BEGIN EXTRACTED DATA

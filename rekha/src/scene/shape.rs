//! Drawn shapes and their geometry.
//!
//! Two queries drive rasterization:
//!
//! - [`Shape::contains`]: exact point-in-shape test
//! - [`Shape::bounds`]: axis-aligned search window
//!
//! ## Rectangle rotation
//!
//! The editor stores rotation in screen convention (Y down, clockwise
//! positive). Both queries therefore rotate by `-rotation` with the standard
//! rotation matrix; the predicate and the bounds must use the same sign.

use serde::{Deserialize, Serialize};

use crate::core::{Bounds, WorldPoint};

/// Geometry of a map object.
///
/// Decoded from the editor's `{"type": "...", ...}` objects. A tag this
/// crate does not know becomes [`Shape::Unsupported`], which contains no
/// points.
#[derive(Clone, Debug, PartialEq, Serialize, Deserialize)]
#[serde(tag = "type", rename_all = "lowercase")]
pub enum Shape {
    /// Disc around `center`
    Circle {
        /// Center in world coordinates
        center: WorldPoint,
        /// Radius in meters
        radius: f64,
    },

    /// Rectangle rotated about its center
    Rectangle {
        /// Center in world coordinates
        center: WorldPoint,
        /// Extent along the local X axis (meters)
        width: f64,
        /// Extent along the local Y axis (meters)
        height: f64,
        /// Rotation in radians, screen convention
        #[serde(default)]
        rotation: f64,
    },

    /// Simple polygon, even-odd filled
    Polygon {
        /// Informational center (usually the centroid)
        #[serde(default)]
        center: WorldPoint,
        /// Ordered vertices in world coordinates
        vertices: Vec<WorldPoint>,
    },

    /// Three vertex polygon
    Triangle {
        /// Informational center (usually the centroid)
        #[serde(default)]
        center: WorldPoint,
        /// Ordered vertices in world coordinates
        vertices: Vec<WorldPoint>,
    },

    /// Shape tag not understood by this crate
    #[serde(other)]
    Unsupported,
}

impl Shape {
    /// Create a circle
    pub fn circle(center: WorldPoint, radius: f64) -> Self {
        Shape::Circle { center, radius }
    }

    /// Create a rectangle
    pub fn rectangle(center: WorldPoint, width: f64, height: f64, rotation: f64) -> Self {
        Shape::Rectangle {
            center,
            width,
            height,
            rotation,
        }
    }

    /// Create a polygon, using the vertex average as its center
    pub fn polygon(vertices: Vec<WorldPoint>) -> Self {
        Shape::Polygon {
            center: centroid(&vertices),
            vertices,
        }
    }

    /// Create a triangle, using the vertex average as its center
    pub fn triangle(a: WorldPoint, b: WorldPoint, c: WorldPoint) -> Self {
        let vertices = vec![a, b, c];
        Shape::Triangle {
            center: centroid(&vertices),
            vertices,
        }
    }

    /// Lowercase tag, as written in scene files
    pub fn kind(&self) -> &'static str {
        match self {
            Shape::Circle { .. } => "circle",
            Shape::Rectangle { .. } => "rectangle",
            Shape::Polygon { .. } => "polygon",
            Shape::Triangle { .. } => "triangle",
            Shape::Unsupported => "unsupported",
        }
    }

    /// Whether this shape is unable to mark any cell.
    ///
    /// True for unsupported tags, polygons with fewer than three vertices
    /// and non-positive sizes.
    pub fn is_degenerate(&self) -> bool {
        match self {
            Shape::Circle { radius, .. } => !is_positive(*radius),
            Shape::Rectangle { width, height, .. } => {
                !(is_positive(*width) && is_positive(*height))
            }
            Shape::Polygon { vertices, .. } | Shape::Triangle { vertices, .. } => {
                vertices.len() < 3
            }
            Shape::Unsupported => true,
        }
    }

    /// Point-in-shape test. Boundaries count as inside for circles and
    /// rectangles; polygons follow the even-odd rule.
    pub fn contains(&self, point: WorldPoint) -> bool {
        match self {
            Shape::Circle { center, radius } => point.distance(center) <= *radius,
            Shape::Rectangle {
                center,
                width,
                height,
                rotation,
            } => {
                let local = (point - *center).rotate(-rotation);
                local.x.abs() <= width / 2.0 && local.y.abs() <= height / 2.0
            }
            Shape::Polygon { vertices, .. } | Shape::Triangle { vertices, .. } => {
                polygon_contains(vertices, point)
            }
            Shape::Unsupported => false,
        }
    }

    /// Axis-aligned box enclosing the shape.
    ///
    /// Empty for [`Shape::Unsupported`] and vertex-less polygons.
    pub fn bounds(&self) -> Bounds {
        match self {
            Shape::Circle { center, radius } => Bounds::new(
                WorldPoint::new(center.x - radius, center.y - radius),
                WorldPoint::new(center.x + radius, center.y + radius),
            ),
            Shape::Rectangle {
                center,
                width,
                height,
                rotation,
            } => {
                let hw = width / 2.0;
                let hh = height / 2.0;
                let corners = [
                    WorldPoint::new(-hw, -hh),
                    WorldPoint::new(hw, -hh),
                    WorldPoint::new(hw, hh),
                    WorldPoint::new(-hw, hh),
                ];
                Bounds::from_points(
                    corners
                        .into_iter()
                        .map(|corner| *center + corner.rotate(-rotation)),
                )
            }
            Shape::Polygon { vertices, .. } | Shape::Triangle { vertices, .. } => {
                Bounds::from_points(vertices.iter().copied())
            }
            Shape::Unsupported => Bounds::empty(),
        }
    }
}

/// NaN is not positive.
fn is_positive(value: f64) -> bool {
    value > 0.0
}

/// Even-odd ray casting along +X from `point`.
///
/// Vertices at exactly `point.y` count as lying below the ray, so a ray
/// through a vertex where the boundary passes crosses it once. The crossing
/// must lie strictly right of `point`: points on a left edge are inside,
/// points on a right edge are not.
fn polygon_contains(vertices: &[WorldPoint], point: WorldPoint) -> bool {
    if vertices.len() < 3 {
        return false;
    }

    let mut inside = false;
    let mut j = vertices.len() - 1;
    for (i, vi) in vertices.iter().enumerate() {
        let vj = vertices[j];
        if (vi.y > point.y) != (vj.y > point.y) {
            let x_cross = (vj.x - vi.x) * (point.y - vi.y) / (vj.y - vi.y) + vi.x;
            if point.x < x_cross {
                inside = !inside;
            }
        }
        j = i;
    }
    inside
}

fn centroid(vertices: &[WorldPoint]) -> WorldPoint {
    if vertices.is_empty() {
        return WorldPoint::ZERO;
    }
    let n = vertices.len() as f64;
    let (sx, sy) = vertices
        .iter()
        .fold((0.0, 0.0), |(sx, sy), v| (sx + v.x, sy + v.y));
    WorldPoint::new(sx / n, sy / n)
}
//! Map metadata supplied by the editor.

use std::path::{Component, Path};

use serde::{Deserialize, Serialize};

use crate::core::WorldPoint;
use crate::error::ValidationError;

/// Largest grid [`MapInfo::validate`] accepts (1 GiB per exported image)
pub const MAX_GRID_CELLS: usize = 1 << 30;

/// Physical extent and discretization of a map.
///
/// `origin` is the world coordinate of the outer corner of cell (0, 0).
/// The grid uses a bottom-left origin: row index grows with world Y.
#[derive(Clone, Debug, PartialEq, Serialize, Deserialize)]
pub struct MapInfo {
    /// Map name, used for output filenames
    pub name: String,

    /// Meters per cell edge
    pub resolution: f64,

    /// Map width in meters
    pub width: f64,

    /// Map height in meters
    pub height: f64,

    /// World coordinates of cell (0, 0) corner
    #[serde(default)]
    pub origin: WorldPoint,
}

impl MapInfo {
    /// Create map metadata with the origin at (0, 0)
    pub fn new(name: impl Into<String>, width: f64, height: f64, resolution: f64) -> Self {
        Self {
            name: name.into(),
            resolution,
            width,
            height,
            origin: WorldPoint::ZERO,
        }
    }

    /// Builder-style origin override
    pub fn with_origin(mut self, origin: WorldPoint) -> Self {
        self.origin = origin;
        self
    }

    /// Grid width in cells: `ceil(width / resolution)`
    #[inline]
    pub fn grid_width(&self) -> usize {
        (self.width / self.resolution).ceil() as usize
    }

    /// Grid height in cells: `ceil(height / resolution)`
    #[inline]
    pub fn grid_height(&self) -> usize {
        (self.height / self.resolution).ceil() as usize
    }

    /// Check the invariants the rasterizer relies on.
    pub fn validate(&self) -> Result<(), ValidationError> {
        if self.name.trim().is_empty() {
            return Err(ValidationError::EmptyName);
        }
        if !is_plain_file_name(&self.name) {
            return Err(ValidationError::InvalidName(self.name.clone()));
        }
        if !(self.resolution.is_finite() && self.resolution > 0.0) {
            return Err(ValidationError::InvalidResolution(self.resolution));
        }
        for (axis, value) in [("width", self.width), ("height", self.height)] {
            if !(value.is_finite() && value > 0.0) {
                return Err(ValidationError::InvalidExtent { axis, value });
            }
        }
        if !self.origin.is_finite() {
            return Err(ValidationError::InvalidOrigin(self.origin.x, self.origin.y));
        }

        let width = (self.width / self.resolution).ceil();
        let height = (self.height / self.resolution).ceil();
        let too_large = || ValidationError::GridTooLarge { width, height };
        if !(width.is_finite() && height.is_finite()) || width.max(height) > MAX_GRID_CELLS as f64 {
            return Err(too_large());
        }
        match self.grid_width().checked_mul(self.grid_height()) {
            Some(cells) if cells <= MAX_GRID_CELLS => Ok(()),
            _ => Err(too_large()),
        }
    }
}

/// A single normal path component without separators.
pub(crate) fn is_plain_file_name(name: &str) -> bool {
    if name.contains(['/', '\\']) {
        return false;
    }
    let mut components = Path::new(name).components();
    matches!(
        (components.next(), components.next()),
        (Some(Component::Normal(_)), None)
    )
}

END EXTRACTED DATA

PROBLEM DESCRIPTION: If a line in the data above includes the string "ZERO", copy it.

SOLUTION:
        return WorldPoint::ZERO;
            origin: WorldPoint::ZERO,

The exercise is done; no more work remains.